After the 1861 emancipation of the serfs in the Russian Empire, many landowners were unhappy with the loss of their serfs, and peasants were generally displeased with the terms of the emancipation. In the atmosphere of discontent, increasing reports reached the imperial government that Ukrainian leaders were plotting to separate from Russia. The 1863 January Uprising in Poland raised tensions around the issue of ethnic separatism in general even further. Several Ukrainian activists were arrested, Sunday schools and hromadas were closed, and their publication activities were suspended.

A new Ukrainian translation by Pylyp Morachevskyi of parts of the New Testament was vetted and passed by the Imperial Academy of Sciences but rejected by the Holy Synod of the Russian Orthodox Church because it was considered politically suspect. In response, Interior Minister Count Pyotr Valuyev issued a decree through an internal document circulated to the censors on 18 July 1863, known as Valuyev's Circular, which implemented a policy based on the opinion of the Kyiv Censorship Committee, cited in the circular, that "the Ukrainian language never existed, does not exist, and shall never exist". The circular banned the publication of secular and religious books, apart from belles-lettres, on the premise that the distribution of such publications was a tool to foster separatist tendencies, coming primarily from Poland.

 Ems Ukaz 

In the 1870s, the Kyiv Hromada and the South-Western Branch of the Imperial Russian Geographic Society began to publish important works in Kyiv in the Russian language on Ukrainian ethnography. Authors included Mykhailo Drahomanov, Volodymyr Antonovych, Ivan Rudchenko, and Pavlo Chubynsky. They held an Archaeological Congress in 1874, and published in the Russian-language paper Kyivskiy telegraf.

A member of the Geographic Society, Mikhail Yuzefovich, sent two letters to St Petersburg warning of separatist activity. Tsar Alexander II appointed an Imperial Commission on Ukrainophile Propaganda in the Southern Provinces of Russia, which found evidence of a danger to the state and recommended extending the scope of the Valuyev Decree. While enjoying a spa in Bad Ems, Germany, on May 18, 1876, Alexander signed what would come to be called the Ems Ukaz, which extended the publication ban to all books and song lyrics in the "Little Russian dialect" and prohibited the import of such materials. Also, public lectures, plays, and song performances in Ukrainian were forbidden, as well as teaching of any discipline in Ukrainian. Prohibited was also preservation or circulation of any Ukrainian book in school libraries. Teachers suspected of Ukrainophilism were removed from teaching.

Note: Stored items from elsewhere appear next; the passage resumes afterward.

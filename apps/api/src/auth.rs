//! Authentication seam and the route guard.
//!
//! Sessions are issued elsewhere; this service only resolves a bearer token
//! to a user. Unauthenticated visitors are sent to `/auth?next=<path>`.

use std::collections::HashMap;

use anyhow::Result;
use async_trait::async_trait;
use axum::{
    extract::{Query, Request, State},
    http::{header::AUTHORIZATION, StatusCode},
    middleware::Next,
    response::{IntoResponse, Redirect, Response},
    Json,
};
use reqwest::Url;
use serde::{Deserialize, Serialize};
use serde_json::json;
use tracing::debug;

use crate::errors::AppError;
use crate::state::AppState;

#[derive(Debug, Clone, PartialEq, Serialize)]
pub struct AuthUser {
    pub username: String,
}

#[async_trait]
pub trait AuthProvider: Send + Sync {
    /// Resolves a bearer token. `None` means the token is unknown.
    async fn authenticate(&self, token: &str) -> Result<Option<AuthUser>>;
}

/// Fixed token table loaded from configuration.
pub struct StaticTokenAuth {
    users_by_token: HashMap<String, String>,
}

impl StaticTokenAuth {
    pub fn new(pairs: &[(String, String)]) -> Self {
        Self {
            users_by_token: pairs
                .iter()
                .map(|(username, token)| (token.clone(), username.clone()))
                .collect(),
        }
    }
}

#[async_trait]
impl AuthProvider for StaticTokenAuth {
    async fn authenticate(&self, token: &str) -> Result<Option<AuthUser>> {
        Ok(self.users_by_token.get(token).map(|username| AuthUser {
            username: username.clone(),
        }))
    }
}

fn bearer_token(request: &Request) -> Option<&str> {
    request
        .headers()
        .get(AUTHORIZATION)?
        .to_str()
        .ok()?
        .strip_prefix("Bearer ")
        .map(str::trim)
        .filter(|t| !t.is_empty())
}

/// Sends the visitor to `/auth` with `target` (path and query) form-encoded as `next`.
pub fn login_redirect(target: &str) -> Redirect {
    let location = match Url::parse_with_params("http://localhost/auth", &[("next", target)]) {
        Ok(url) => format!("{}?{}", url.path(), url.query().unwrap_or_default()),
        Err(_) => "/auth".to_string(),
    };
    Redirect::to(&location)
}

/// Middleware: attaches `AuthUser` to the request or redirects to the auth view.
pub async fn require_auth(State(state): State<AppState>, mut request: Request, next: Next) -> Response {
    let target = request
        .uri()
        .path_and_query()
        .map(|pq| pq.as_str().to_string())
        .unwrap_or_else(|| "/".to_string());

    let token = bearer_token(&request).map(str::to_string);

    let user = match token {
        Some(token) => match state.auth.authenticate(&token).await {
            Ok(user) => user,
            Err(e) => return AppError::Internal(e).into_response(),
        },
        None => None,
    };

    match user {
        Some(user) => {
            request.extensions_mut().insert(user);
            next.run(request).await
        }
        None => {
            debug!("Unauthenticated request to {target}, redirecting");
            login_redirect(&target).into_response()
        }
    }
}

#[derive(Debug, Deserialize)]
pub struct AuthQuery {
    pub next: Option<String>,
}

/// GET /auth
///
/// Sign-in happens with the external identity provider; this only tells the
/// client where to come back to.
pub async fn handle_auth(Query(query): Query<AuthQuery>) -> Response {
    let next = query.next.unwrap_or_else(|| "/".to_string());
    (
        StatusCode::UNAUTHORIZED,
        Json(json!({
            "error": {
                "code": "UNAUTHORIZED",
                "message": "Authentication required"
            },
            "next": next
        })),
    )
        .into_response()
}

The ukaz coincided with other actions against Ukrainian culture. Drahomanov and the fellow activist Mykola Ziber were removed from their posts at Kyiv's University of St Vladimir and emigrated, along with other cultural leaders such as Fedir Vovk and Serhiy Podolynsky. The situation was exposed by professor Mykhailo Drahomanov at the 1878 Paris International Literary Congress.

 Yaryzhka 

In 1881, the new Emperor Alexander III amended the ukaz. Ukrainian lyrics and dictionaries were now allowed, but the Kulishivka Ukrainian alphabet was still prohibited, and such publications had to write Ukrainian with Russian orthography. That usage was disparagingly called the Yaryzhka (, ) by some Ukrainians in reference to the Russian letter yery . Performance of Ukrainian plays and humorous songs could be approved by governors or governors-general, but Ukrainian-only theatres and troupes could not be established. Earlier, in 1879, Russian Interior Minister Mikhail Loris-Melikov allowed the organization of theatrical performances and concerts in the Ukrainian language, but only on rural themes and outside Kiev.

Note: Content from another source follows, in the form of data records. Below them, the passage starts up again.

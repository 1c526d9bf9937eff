//! Inference seam: "read this document, follow these instructions".
//!
//! Providers disagree on the content shape: some return a plain string, some
//! a list of blocks whose first entry carries the text. `MessageContent`
//! models both and `into_text` normalises them at the boundary.

use std::sync::Arc;

use anyhow::Result;
use async_trait::async_trait;
use serde::{Deserialize, Serialize};
use tracing::info;

use crate::llm_client::prompts::JSON_ONLY_SYSTEM;
use crate::llm_client::{LlmClient, RequestBlock};
use crate::storage::ObjectStorage;

#[derive(Debug, Clone, PartialEq, Serialize, Deserialize)]
pub struct InferenceResponse {
    pub message: InferenceMessage,
}

#[derive(Debug, Clone, PartialEq, Serialize, Deserialize)]
pub struct InferenceMessage {
    pub content: MessageContent,
}

#[derive(Debug, Clone, PartialEq, Serialize, Deserialize)]
#[serde(untagged)]
pub enum MessageContent {
    Text(String),
    Blocks(Vec<TextBlock>),
}

#[derive(Debug, Clone, PartialEq, Serialize, Deserialize)]
pub struct TextBlock {
    pub text: String,
}

impl MessageContent {
    /// The response text; `None` when a block list is empty.
    pub fn into_text(self) -> Option<String> {
        match self {
            MessageContent::Text(text) => Some(text),
            MessageContent::Blocks(blocks) => blocks.into_iter().next().map(|b| b.text),
        }
    }
}

impl InferenceResponse {
    pub fn from_text(text: impl Into<String>) -> Self {
        Self {
            message: InferenceMessage {
                content: MessageContent::Text(text.into()),
            },
        }
    }

    pub fn from_blocks(blocks: Vec<String>) -> Self {
        Self {
            message: InferenceMessage {
                content: MessageContent::Blocks(
                    blocks.into_iter().map(|text| TextBlock { text }).collect(),
                ),
            },
        }
    }

    pub fn into_text(self) -> Option<String> {
        self.message.content.into_text()
    }
}

#[async_trait]
pub trait Inference: Send + Sync {
    /// Asks the model about the stored document at `document_path`.
    /// `None` means the provider answered without any usable message.
    async fn feedback(&self, document_path: &str, instructions: &str) -> Result<Option<InferenceResponse>>;
}

/// Claude backed inference. The document is fetched from storage and sent
/// inline, so the model never needs access to the bucket.
pub struct ClaudeInference {
    llm: LlmClient,
    storage: Arc<dyn ObjectStorage>,
}

impl ClaudeInference {
    pub fn new(llm: LlmClient, storage: Arc<dyn ObjectStorage>) -> Self {
        Self { llm, storage }
    }
}

#[async_trait]
impl Inference for ClaudeInference {
    async fn feedback(&self, document_path: &str, instructions: &str) -> Result<Option<InferenceResponse>> {
        let document = self.storage.read(document_path).await?;
        info!("Requesting feedback for {document_path} ({} bytes)", document.len());

        let content = [
            RequestBlock::document("application/pdf", &document),
            RequestBlock::text(instructions),
        ];
        let response = self.llm.call(&content, JSON_ONLY_SYSTEM).await?;

        let blocks = response.text_blocks();
        if blocks.is_empty() {
            return Ok(None);
        }
        Ok(Some(InferenceResponse::from_blocks(blocks)))
    }
}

Many illegal performances and publications were delivered by ingenuity and bribery, but Ukrainian cultural development practically ceased.

 Effectiveness of the ban 
The Ems Ukaz significantly limited the development of Ukrainian culture in Russia. The Hromada association, which had about 100 members before the ukaz, had only 14 after it, and in 1900 it was still only 25. The Ukrainian was excluded from education at every level. No press, scientific papers or modern, ambitious literature were published in the Ukrainian language. The Ukrainian language was slowly becoming the language of the lower, uneducated masses.

Nonetheless according to Ukrainian historian George Shevelov a plan to silence and annihilate Ukrainian literature failed completely. Books in Ukrainian were still published in the Russian Empire, albeit in the Russian alphabet and often after many years of effort. The Kievskaya Starina editors owned a bookstore with Ukrainian books in Kyiv. In 1898, the Moscow-based  began printing Ukrainian books for the Ukrainian peasantry. In 1903, Kiev Governor-General Mikhail Dragomirov allowed Kievskaya Starina to publish fiction in Ukrainian.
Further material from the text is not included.